Although PLK-2 is recruited to the SC starting in early pachytene (Harper et al., 2011; Labella et al., 2011), this localization is not sufficient to inactivate CHK-2. PLK-2 target sites on the axis protein HIM-3 (Sato-Carlton et al., 2020) and the central region protein SYP-4 (Nadarajan et al., 2017) are not detectably phosphorylated until after the establishment of CO intermediates on all chromosomes. Together this evidence suggests that CO intermediates somehow activate Polo-like kinases along SCs, leading to CHK-2 inactivation and silencing of the crossover assurance checkpoint. Notably, functional Pairing Centers are also required to delay CHK-2 inactivation, although CHK-2 can be activated even in the absence of Pairing Centers (Kim et al., 2015).
In budding yeast, activation of the sole Polo-like kinase Cdc5 also triggers the inactivation of checkpoint protein Mek1 to promote recombination checkpoint recovery in meiosis (Reviewed in Hollingsworth and Gaglione, 2019; Matos et al., 2011; Prugar et al., 2017; Sourirajan and Lichten, 2008). However, our experiments to determine whether Cdc5 directly inactivates Mek1 have been inconclusive. In mouse spermatocytes, PLK1 localizes along the SC and is required for pachytene exit (Jordan et al., 2012), suggestive of a more direct parallel to the circuit we have elucidated in C. elegans.

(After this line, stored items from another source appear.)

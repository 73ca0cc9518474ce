// ============================================================================
// APP - Controlador de página: cablea todos los comportamientos al cargar
// ============================================================================

use wasm_bindgen::prelude::*;
use wasm_bindgen_futures::spawn_local;

use crate::commands::{self, CommandContext};
use crate::dom::on_page_hide;
use crate::services::Scheduler;
use crate::utils::clipboard::{copy_to_clipboard, print_page};
use crate::utils::constants::{DASHBOARD_PULSE_MS, NOTIFICATION_POLL_MS};
use crate::views::dashboard::pulse_metric_cards;
use crate::views::forms::enhance_forms;
use crate::views::leads::update_lead_status;
use crate::views::notifications::refresh_notifications;
use crate::views::tables::enhance_tables;
use crate::views::widgets::{auto_dismiss_alerts, init_tooltips};

/// Controlador principal de la página
pub struct App {
    scheduler: Scheduler,
}

impl App {
    /// Cablear todos los comportamientos sobre el DOM ya renderizado
    pub fn boot() -> Result<Self, JsValue> {
        let app = Self {
            scheduler: Scheduler::new(),
        };

        init_tooltips()?;

        // Notificaciones: carga inmediata + polling para toda la vida de la
        // página
        spawn_local(refresh_notifications());
        app.scheduler.every("notifications", NOTIFICATION_POLL_MS, || {
            spawn_local(refresh_notifications());
        });

        auto_dismiss_alerts()?;
        enhance_forms()?;

        if Self::current_path().contains("dashboard") {
            app.scheduler
                .every("dashboard-pulse", DASHBOARD_PULSE_MS, pulse_metric_cards);
        }

        enhance_tables()?;

        Self::register_commands();
        commands::install_delegation()?;

        app.install_teardown()?;

        log::info!("✅ [APP] Comportamientos de página cableados");
        Ok(app)
    }

    /// Comandos disponibles para el markup vía data-command
    fn register_commands() {
        commands::register("copy", |ctx: &CommandContext| match ctx.arg("copy-text") {
            Some(text) => copy_to_clipboard(&text),
            None => log::warn!("⚠️ Comando copy sin data-copy-text"),
        });

        commands::register("print", |_ctx: &CommandContext| print_page());

        commands::register("lead-status", |ctx: &CommandContext| {
            match (ctx.arg("lead-id"), ctx.arg("status")) {
                (Some(lead_id), Some(status)) => {
                    spawn_local(update_lead_status(lead_id, status));
                }
                _ => log::warn!("⚠️ Comando lead-status requiere data-lead-id y data-status"),
            }
        });
    }

    fn current_path() -> String {
        crate::dom::window()
            .and_then(|w| w.location().pathname().ok())
            .unwrap_or_default()
    }

    /// Liberar los jobs periódicos cuando la página se descarga
    fn install_teardown(&self) -> Result<(), JsValue> {
        let scheduler = self.scheduler.clone();
        on_page_hide(move |_| scheduler.cancel_all())
    }
}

In C. elegans, CHK-2 and PLK-2 work cooperatively at Pairing Centers to mediate homolog pairing and synapsis. They are recruited by the Pairing Center proteins HIM-8 and ZIM-1, - 2, and -3, each of which contain 1-2 modules with adjacent FHA-binding and Polo-box-binding motifs (Harper et al., 2011; Kim et al., 2015; Labella et al., 2011). Our evidence that PLK-2 antagonizes the activity of CHK-2 to enable meiotic progression raises the question of how CHK-2 is shielded from inhibition by PLK-2 during early meiosis. We suggest two possible explanations: 1) Binding of CHK-2 to the Pairing Center proteins may occlude the sites on its FHA domain, protecting it from inhibitory phosphorylation, and/or 2) the specificity of PLK-2 may be altered by binding to the SC and/or the formation of CO precursors. Interestingly, Caenorhabditis also express a unique meiotic regulator of PLK-2 activity, HAL-2/HAL-3, which is required to sustain CHK-2 activity during early prophase (Roelens et al., 2019; Zhang et al., 2012). This activity may have evolved to enable CHK-2 and PLK-2 to work in concert during early meiosis.
AUTHOR CONTRIBUTIONS
Conceptualization, L.Z. and A.F.D.; Methodology, L.Z., A.Z., N.M.H. and A.F.D.; Investigation, L.Z., A.Z., J.S.W., Z.Y., W.T.S., N.M.H. and A.F.D.; Writing—original draft, L.Z.; Writing—review and editing, L.Z., A.Z., N.M.H. and A.F.D.; Funding acquisition, N.M.H. and A.F.D.; Resources, L.Z., A.Z., N.M.H. and A.F.D.; Supervision, N.M.H. and A.F.D.
DECLARATION OF INTERESTS
The authors declare no competing financial interests.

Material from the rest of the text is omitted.